Business Research on the Open Web, Served 10 Ways
by John Gottfried (Business Librarian, Western Kentucky University Libraries, Bowling Green, KY)
Column Editor: Jack G. Montgomery (Coordinator, Collection Services, Western Kentucky University Libraries)
Column Editor’s Note: As our Business Librarian in the Department of Library Public Services, John Gottfried is a new colleague who has an MBA and a MA in Organizational Management from the University of Colorado. John is a prolific writer and presenter and is our authority on research in business. — JM
“Searching is half the fun: life is much more manageable when thought of as a scavenger hunt as opposed to a surprise party.” — Jimmy Buffett
As anyone who has tried it can confirm, business research is always challenging, sometimes frustrating, and the costs can quickly blast all but the most robust budget to insolvency. In the current business climate, however, timely, accurate information is an absolute imperative for effective decision-making. The payoff, in other words, is normally well worth the pain and the price. Now I can make business research neither cheap nor easy, but I can remove a little of the sting by offering a few tips on finding the most commonly sought-after forms of business information on the open Web, free-of-charge.
1. Company Information
Yahoo Finance — http://finance.yahoo.com/ — Perhaps the most common form of business research involves obtaining information about a specific company. This information may be used to make critical decisions concerning investment, employment, supporting a company’s entry into the community, or purchasing products and services. An excellent first step in accumulating company information is a visit to Yahoo Finance. By entering the company name or ticker symbol, you can obtain a general profile of the company, top executives, financial statements, key statistics, analysts’ forecasts, major competitors, and much more. In fact, Yahoo provides access to at least some of the information described in many of the sites that follow — SEC filings, historic stock prices & charts, complete business news, industry information, and so on — so Yahoo Finance is the closest I can offer to a free, one-stop source of business information.
2. Industry Information
Hoover’s — www.hoovers.com/industries/100003568-1.html — When foraging for free business information, one of the toughest trials involves seeking reliable, complete reports on specific industries. A good place to start would be Hoover’s, which offers sparse but useful industry reports, including some basic facts about the industry as a whole, a report on risks and opportunities, and a few words about the competitive environment. Be forewarned, however, that Hoover’s free reports are woefully short on hard data. Added to some of the industry data found on Yahoo Finance’s industry reports, however, they will help you to form a good general picture of the industry.

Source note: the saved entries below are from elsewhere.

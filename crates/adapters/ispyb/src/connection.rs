//! 隧道连接
//!
//! 一个 SSH 隧道加一个数据库会话。握手有重试预算，空闲过久的会话在
//! 下一次调用前重建，同一时刻只允许一个存储过程调用。

use std::sync::Arc;
use std::time::Instant;

use taa_common::with_retry;
use taa_telemetry::{record_connection, record_connection_attempt_failed, record_connection_failure};
use tokio::sync::Mutex;
use tracing::{debug, info, warn};

use crate::config::ConnectionSettings;
use crate::error::{IspybError, IspybResult};
use crate::session::{RemoteRecord, Session, SessionFactory};
use crate::tunnel::{Tunnel, TunnelFactory};

struct ConnectionState {
    tunnel: Option<Box<dyn Tunnel>>,
    session: Option<Box<dyn Session>>,
    last_activity: Instant,
}

/// 隧道连接
pub struct TunnelConnection {
    tunnels: Arc<dyn TunnelFactory>,
    sessions: Arc<dyn SessionFactory>,
    settings: ConnectionSettings,
    state: Mutex<ConnectionState>,
}

impl TunnelConnection {
    /// 启动隧道并完成数据库握手
    ///
    /// 握手用尽重试次数时关闭隧道并返回 `IspybError::Connection`。
    pub async fn open(
        tunnels: Arc<dyn TunnelFactory>,
        sessions: Arc<dyn SessionFactory>,
        settings: ConnectionSettings,
    ) -> IspybResult<Self> {
        let mut state = ConnectionState {
            tunnel: None,
            session: None,
            last_activity: Instant::now(),
        };
        establish(&*tunnels, &*sessions, &settings, &mut state).await?;

        Ok(Self {
            tunnels,
            sessions,
            settings,
            state: Mutex::new(state),
        })
    }

    /// 调用存储过程
    ///
    /// 空结果返回 `NoResult`，数据层故障返回 `Retrieve` 并丢弃会话。
    pub async fn invoke(&self, procedure: &str, args: &[&str]) -> IspybResult<Vec<RemoteRecord>> {
        let mut state = self.state.lock().await;

        let idle = state.last_activity.elapsed();
        if state.session.is_some() && idle > self.settings.inactivity {
            info!(idle_secs = idle.as_secs(), "Session idle too long, reconnecting");
            if let Some(session) = state.session.take() {
                session.close().await;
            }
        }
        if state.session.is_none() {
            establish(&*self.tunnels, &*self.sessions, &self.settings, &mut state).await?;
        }

        let Some(session) = state.session.as_mut() else {
            return Err(IspybError::connection("No database session"));
        };
        let result = session.call(procedure, args).await;
        state.last_activity = Instant::now();

        match result {
            Ok(rows) if rows.is_empty() => Err(IspybError::NoResult),
            Ok(rows) => Ok(rows),
            Err(e) => {
                warn!(procedure, error = %e, "Procedure call failed, dropping session");
                if let Some(session) = state.session.take() {
                    session.close().await;
                }
                Err(match e {
                    IspybError::Retrieve(_) => e,
                    other => IspybError::retrieve(other.to_string()),
                })
            }
        }
    }

    /// 关闭会话和隧道，可重复调用
    pub async fn close(&self) {
        let mut state = self.state.lock().await;
        if let Some(session) = state.session.take() {
            session.close().await;
        }
        if let Some(tunnel) = state.tunnel.take() {
            tunnel.close().await;
        }
    }
}

/// 缺什么补什么：先隧道，再带重试的数据库握手
async fn establish(
    tunnels: &dyn TunnelFactory,
    sessions: &dyn SessionFactory,
    settings: &ConnectionSettings,
    state: &mut ConnectionState,
) -> IspybResult<()> {
    if state.tunnel.is_none() {
        let tunnel = tunnels
            .start()
            .await
            .map_err(|e| IspybError::connection(e.to_string()))?;
        state.tunnel = Some(tunnel);
    }
    let Some(addr) = state.tunnel.as_ref().map(|tunnel| tunnel.local_addr()) else {
        return Err(IspybError::connection("No tunnel"));
    };

    let handshake = with_retry(&settings.handshake_retry, "ispyb_connect", || async move {
        let result = sessions.connect(addr).await;
        if result.is_err() {
            record_connection_attempt_failed();
        }
        result
    })
    .await;

    match handshake {
        Ok(session) => {
            record_connection();
            debug!(addr = %addr, "Database handshake completed");
            state.session = Some(session);
            state.last_activity = Instant::now();
            Ok(())
        }
        Err(e) => {
            record_connection_failure();
            if let Some(tunnel) = state.tunnel.take() {
                tunnel.close().await;
            }
            Err(IspybError::connection(format!(
                "Database handshake failed after {} attempts: {}",
                settings.handshake_retry.max_attempts.max(1),
                e
            )))
        }
    }
}

/// 按固定设置打开连接
#[derive(Clone)]
pub struct TunnelConnector {
    tunnels: Arc<dyn TunnelFactory>,
    sessions: Arc<dyn SessionFactory>,
    settings: ConnectionSettings,
}

impl TunnelConnector {
    pub fn new(
        tunnels: Arc<dyn TunnelFactory>,
        sessions: Arc<dyn SessionFactory>,
        settings: ConnectionSettings,
    ) -> Self {
        Self {
            tunnels,
            sessions,
            settings,
        }
    }

    pub async fn open(&self) -> IspybResult<TunnelConnection> {
        TunnelConnection::open(
            self.tunnels.clone(),
            self.sessions.clone(),
            self.settings.clone(),
        )
        .await
    }
}

#[cfg(test)]
mod tests {
    use super::*;
    use crate::testing::{FakeSessions, FakeTunnels, settings};
    use std::time::Duration;

    #[tokio::test]
    async fn test_open_retries_handshake_then_succeeds() {
        let tunnels = FakeTunnels::new();
        let sessions = FakeSessions::new().failing_connects(3);

        let conn = TunnelConnection::open(tunnels.clone(), sessions.clone(), settings())
            .await
            .unwrap();

        assert_eq!(sessions.connects(), 4);
        assert_eq!(tunnels.started(), 1);
        conn.close().await;
        assert_eq!(tunnels.closed(), 1);
    }

    #[tokio::test]
    async fn test_open_exhausts_budget_and_tears_down_tunnel() {
        let tunnels = FakeTunnels::new();
        let sessions = FakeSessions::new().failing_connects(u32::MAX);

        let result = TunnelConnection::open(tunnels.clone(), sessions.clone(), settings()).await;

        assert!(matches!(result, Err(IspybError::Connection(_))));
        assert_eq!(sessions.connects(), 5);
        assert_eq!(tunnels.started(), 1);
        assert_eq!(tunnels.closed(), 1);
    }

    #[tokio::test]
    async fn test_tunnel_failure_is_connection_error() {
        let tunnels = FakeTunnels::failing();
        let sessions = FakeSessions::new();

        let result = TunnelConnection::open(tunnels, sessions.clone(), settings()).await;

        assert!(matches!(result, Err(IspybError::Connection(_))));
        assert_eq!(sessions.connects(), 0);
    }

    #[tokio::test]
    async fn test_empty_result_is_no_result() {
        let conn = TunnelConnection::open(FakeTunnels::new(), FakeSessions::new(), settings())
            .await
            .unwrap();

        let result = conn.invoke("proc", &["alice"]).await;
        assert!(matches!(result, Err(IspybError::NoResult)));
    }

    #[tokio::test]
    async fn test_call_fault_drops_session() {
        let sessions = FakeSessions::new().failing_calls(1).with_rows(vec![RemoteRecord::new(
            "lb", "12345", "2",
        )]);
        let conn = TunnelConnection::open(FakeTunnels::new(), sessions.clone(), settings())
            .await
            .unwrap();

        let result = conn.invoke("proc", &["alice"]).await;
        assert!(matches!(result, Err(IspybError::Retrieve(_))));
        assert_eq!(sessions.closed(), 1);

        // 下一次调用重新握手
        let rows = conn.invoke("proc", &["alice"]).await.unwrap();
        assert_eq!(rows.len(), 1);
        assert_eq!(sessions.connects(), 2);
    }

    #[tokio::test]
    async fn test_idle_session_recycled() {
        let sessions = FakeSessions::new().with_rows(vec![RemoteRecord::new("lb", "1", "1")]);
        let mut short = settings();
        short.inactivity = Duration::from_millis(20);
        let conn = TunnelConnection::open(FakeTunnels::new(), sessions.clone(), short)
            .await
            .unwrap();

        conn.invoke("proc", &["alice"]).await.unwrap();
        assert_eq!(sessions.connects(), 1);

        tokio::time::sleep(Duration::from_millis(50)).await;
        conn.invoke("proc", &["alice"]).await.unwrap();
        assert_eq!(sessions.connects(), 2);
        assert_eq!(sessions.closed(), 1);
    }

    #[tokio::test]
    async fn test_recent_session_reused() {
        let sessions = FakeSessions::new().with_rows(vec![RemoteRecord::new("lb", "1", "1")]);
        let conn = TunnelConnection::open(FakeTunnels::new(), sessions.clone(), settings())
            .await
            .unwrap();

        conn.invoke("proc", &["alice"]).await.unwrap();
        conn.invoke("proc", &["bob"]).await.unwrap();
        assert_eq!(sessions.connects(), 1);
        assert_eq!(sessions.calls(), 2);
    }

    #[tokio::test]
    async fn test_calls_are_serialized() {
        let sessions = FakeSessions::new()
            .with_rows(vec![RemoteRecord::new("lb", "1", "1")])
            .with_call_delay(Duration::from_millis(20));
        let conn = Arc::new(
            TunnelConnection::open(FakeTunnels::new(), sessions.clone(), settings())
                .await
                .unwrap(),
        );

        let handles: Vec<_> = (0..4)
            .map(|_| {
                let conn = conn.clone();
                tokio::spawn(async move { conn.invoke("proc", &["alice"]).await })
            })
            .collect();
        for handle in handles {
            handle.await.unwrap().unwrap();
        }

        assert_eq!(sessions.calls(), 4);
        assert_eq!(sessions.max_concurrent_calls(), 1);
    }

    #[tokio::test]
    async fn test_close_is_idempotent() {
        let tunnels = FakeTunnels::new();
        let sessions = FakeSessions::new();
        let conn = TunnelConnection::open(tunnels.clone(), sessions.clone(), settings())
            .await
            .unwrap();

        conn.close().await;
        conn.close().await;
        assert_eq!(tunnels.closed(), 1);
        assert_eq!(sessions.closed(), 1);
    }
}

U.S. Census Bureau: Business & Industry — http://www.census.gov/econ/index.html — To add to your industry statistics without emptying your wallet, move on to the U.S. Census Bureau, Business & Industry section. Here you will find both monthly and annual data reports by industry, along with e-commerce quarterly reports. Reports include sales, change in sales, and other data appropriate to the specific industry. As with the Websites of many government agencies, navigation through the site can be difficult, and it may take some experimentation to find what you’re looking for — but intrepid researchers will be rewarded for their perseverance.
3. SEC Filings
EDGAR — www.sec.gov/edgar.shtml — Created by the U.S. Securities and Exchange to facilitate the availability and dissemination of important financial information about companies doing business in the United States, EDGAR is a searchable database containing nearly all SEC filings, including financial statements and annual reports. This database is available free, and the SEC has, in recent years, made impressive improvements to its notoriously cumbersome interface. Access is still awkward, and EDGAR content is available in a more user-friendly form in commercial databases such as Mergent Online. For a free resource, however, EDGAR is an effective offering, providing highly useful information for only a small investment of time, patience, and practice.
4. Stock Prices and Analysis
Zack’s — www.zacks.com/ — There are a fair number of sources offering timely access to stock prices, but Zack’s is easily among the best. Similar in many ways to Yahoo Finance (see above), Zack’s offers stock prices both current and historic, with stock charts going back ten years. It provides highly regarded stock ratings and analysis. Zack’s also offers earnings estimates and forecasts, comparison of company performance to industry, financial statements, and news about the company. Additionally, there are numerous links to useful bits of advice on buying and trading stocks and securities, and, of course, more resources are available if you are willing to pay a substantial fee.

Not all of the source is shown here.